Ducks may have the right man for the job

Bruce Boudreau took over as coach of the Ducks when the team was 7-13-4. They went 27-23-8 under his direction.
(Allen J. Schaben / Los Angeles Times)

Just call him the short-order hockey coach.

Not once, but twice, Ducks Coach Bruce Boudreau has taken over an NHL team in the midst of the regular season and managed to stop the hemorrhaging, landing in the playoffs with one of those teams — the Washington Capitals, in 2007-08, an especially dramatic turnaround.

Had the Ducks actually made the playoffs last season, the words “miracle worker” could have been attached to Boudreau’s resume. They were 7-13-4 with Randy Carlyle and were 27-23-8 under Boudreau’s watch.

This is the long way of saying Boudreau is better equipped than most to handle a short season. There will be plenty of built-in obstacles in the mad dash of a compressed NHL schedule.


And training camp will be mere days, not weeks.

The lockout-shortened, 48-game season is expected to start Jan. 19, with the Ducks apparently scheduled to open at Vancouver. Boudreau was discussing his plans and approach Wednesday right around the same time the NHL Board of Governors was approving the collective bargaining agreement.

“I can only do, quite frankly, what I’ve done in the past,” said Boudreau, who won the Jack Adams Award as the NHL’s best coach in 2008. “And what I’ve done in the past has been successful for the teams I’ve been with. I’m hoping that same formula works here.

“I would have loved to [have] had the three weeks of camp to get to know all the minor league guys, to get everyone implemented in what we want to accomplish here. But we’re all in the same boat.

“I’ve been fortunate enough, experience-wise, to take over two teams in midseason. And so you know what to do in a short periods of time. You don’t have a lot of time to get everything going.”

Boudreau expects anywhere from 23 to 28 players to be in training camp. Barring any surprises, the players will be on the ice in Anaheim on Monday with medical evaluations the day before.
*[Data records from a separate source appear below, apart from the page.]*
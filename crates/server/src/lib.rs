pub mod config;
pub mod events;
pub mod server;
pub mod simulation;

pub use config::ServerConfig;
pub use events::{DisconnectReason, ServerEvent};
pub use server::{GameServer, ServerStats};
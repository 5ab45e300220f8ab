mod arena;
mod objects;

pub use arena::Arena;
pub use objects::{MapObject, MapObjectKind};
mod state;

pub use state::{DELTA_EPSILON, DeltaFlags, EntityDelta, EntityState};

use glam::Vec3;

use crate::net::{CodecError, PacketReader, PacketWriter};
use crate::snapshot::EntityKind;

#[derive(Debug, Clone, PartialEq, Eq, thiserror::Error)]
pub enum MessageError {
    #[error("unknown message type {0}")]
    UnknownType(u8),
    #[error(transparent)]
    Codec(#[from] CodecError),
    #[error("invalid entity kind {0}")]
    InvalidEntityKind(u8),
}

#[derive(Debug, Clone, Copy, PartialEq, Eq)]
pub enum Delivery {
    Reliable,
    Unreliable,
}

#[derive(Debug, Clone, Copy, PartialEq, Eq, Hash)]
#[repr(u8)]
pub enum MessageType {
    ConnectRequest = 0,
    ConnectAccept = 1,
    ConnectReject = 2,
    Disconnect = 3,
    Heartbeat = 4,
    PlayerInput = 10,
    Snapshot = 20,
    DeltaUpdate = 21,
    EntitySpawn = 30,
    EntityDespawn = 31,
    PlayerDamage = 40,
    PlayerDeath = 41,
    PlayerRespawn = 42,
    ProjectileSpawn = 43,
}

impl TryFrom<u8> for MessageType {
    type Error = MessageError;

    fn try_from(value: u8) -> Result<Self, Self::Error> {
        Ok(match value {
            0 => Self::ConnectRequest,
            1 => Self::ConnectAccept,
            2 => Self::ConnectReject,
            3 => Self::Disconnect,
            4 => Self::Heartbeat,
            10 => Self::PlayerInput,
            20 => Self::Snapshot,
            21 => Self::DeltaUpdate,
            30 => Self::EntitySpawn,
            31 => Self::EntityDespawn,
            40 => Self::PlayerDamage,
            41 => Self::PlayerDeath,
            42 => Self::PlayerRespawn,
            43 => Self::ProjectileSpawn,
            other => return Err(MessageError::UnknownType(other)),
        })
    }
}

impl MessageType {
    /// State sync is superseded by the next update; everything else is retransmitted.
    pub fn delivery(self) -> Delivery {
        match self {
            Self::Snapshot | Self::DeltaUpdate => Delivery::Unreliable,
            _ => Delivery::Reliable,
        }
    }

    /// Classifies a raw tag; unknown tags are treated as reliable so the
    /// sender's retransmission stops once they are acknowledged.
    pub fn delivery_for_tag(tag: u8) -> Delivery {
        Self::try_from(tag).map_or(Delivery::Reliable, Self::delivery)
    }
}

#[derive(Debug, Clone, Copy, Default, PartialEq)]
pub struct PlayerInput {
    pub input_sequence: u32,
    pub server_tick: u32,
    pub move_x: f32,
    pub move_y: f32,
    pub aim_x: f32,
    pub aim_y: f32,
    pub shoot: bool,
}

#[derive(Debug, Clone, PartialEq)]
pub struct Snapshot {
    pub server_tick: u32,
    pub entities: Vec<EntityState>,
}

#[derive(Debug, Clone, PartialEq)]
pub struct DeltaUpdate {
    pub server_tick: u32,
    pub baseline_tick: u32,
    pub deltas: Vec<EntityDelta>,
}

#[derive(Debug, Clone, PartialEq)]
pub struct EntitySpawn {
    pub entity_id: u32,
    pub kind: EntityKind,
    pub position: Vec3,
    pub rotation: f32,
    pub owner_id: u32,
    pub name: String,
}

#[derive(Debug, Clone, PartialEq)]
pub enum Message {
    ConnectRequest {
        protocol_version: u32,
        player_name: String,
    },
    ConnectAccept {
        client_id: u32,
        server_tick: u32,
        player_entity_id: u32,
    },
    ConnectReject {
        reason: String,
    },
    Disconnect {
        reason: String,
    },
    Heartbeat {
        timestamp_ms: u32,
    },
    PlayerInput(PlayerInput),
    Snapshot(Snapshot),
    DeltaUpdate(DeltaUpdate),
    EntitySpawn(EntitySpawn),
    EntityDespawn {
        entity_id: u32,
    },
    PlayerDamage {
        target_id: u32,
        source_id: u32,
        damage: u8,
        new_health: u8,
    },
    PlayerDeath {
        player_id: u32,
        killer_id: u32,
    },
    PlayerRespawn {
        player_id: u32,
        position: Vec3,
    },
    ProjectileSpawn {
        projectile_id: u32,
        owner_id: u32,
        position: Vec3,
        velocity: Vec3,
    },
}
As the lockout lurched through the fall and into the winter, the coaches were revising and rewriting those plans so carefully crafted in the summer.

“We had our training camp all planned out,” Boudreau said. “Then we had a 10-day camp and then we had a seven-day camp all planned out. Now we’re just finishing touches on a five-day plan.

“We have to find our own competitive ways to get the guys ready rather than playing against another team. It’s not like a real training camp where you have people you want to take a look at or you want to give them a reward. The guys coming are guys that are going to have an automatic chance to start in our lineup next weekend.”

The lockout meant Boudreau spent quite a bit of time with the Ducks’ minor league affiliate in Norfolk, Va. The Admirals, of the American Hockey League, are 14-17-2. Closer to home, he has been able to watch many more of his 14-year-old son’s hockey games.

Now it’s back to trying to fix the Ducks.

Better that than trying to repair things around the house.

“Nobody wants me trying to fix a thing,” Boudreau said, chuckling. “I would wreck it. I’m like Tim Taylor.”

Not the former Boston Bruins center, either.

“Like the ‘Home Improvement’ guy,” he said. “Christmas came and we had to put together a basketball net. I had to get my son and son-in-law to put most of it together. Then I had to call [Ducks assistant coach] Bob Woods over and put together the rest of it.

“I am just useless at that sort of thing.”

The lockout, it seems, ended just in time for everyone.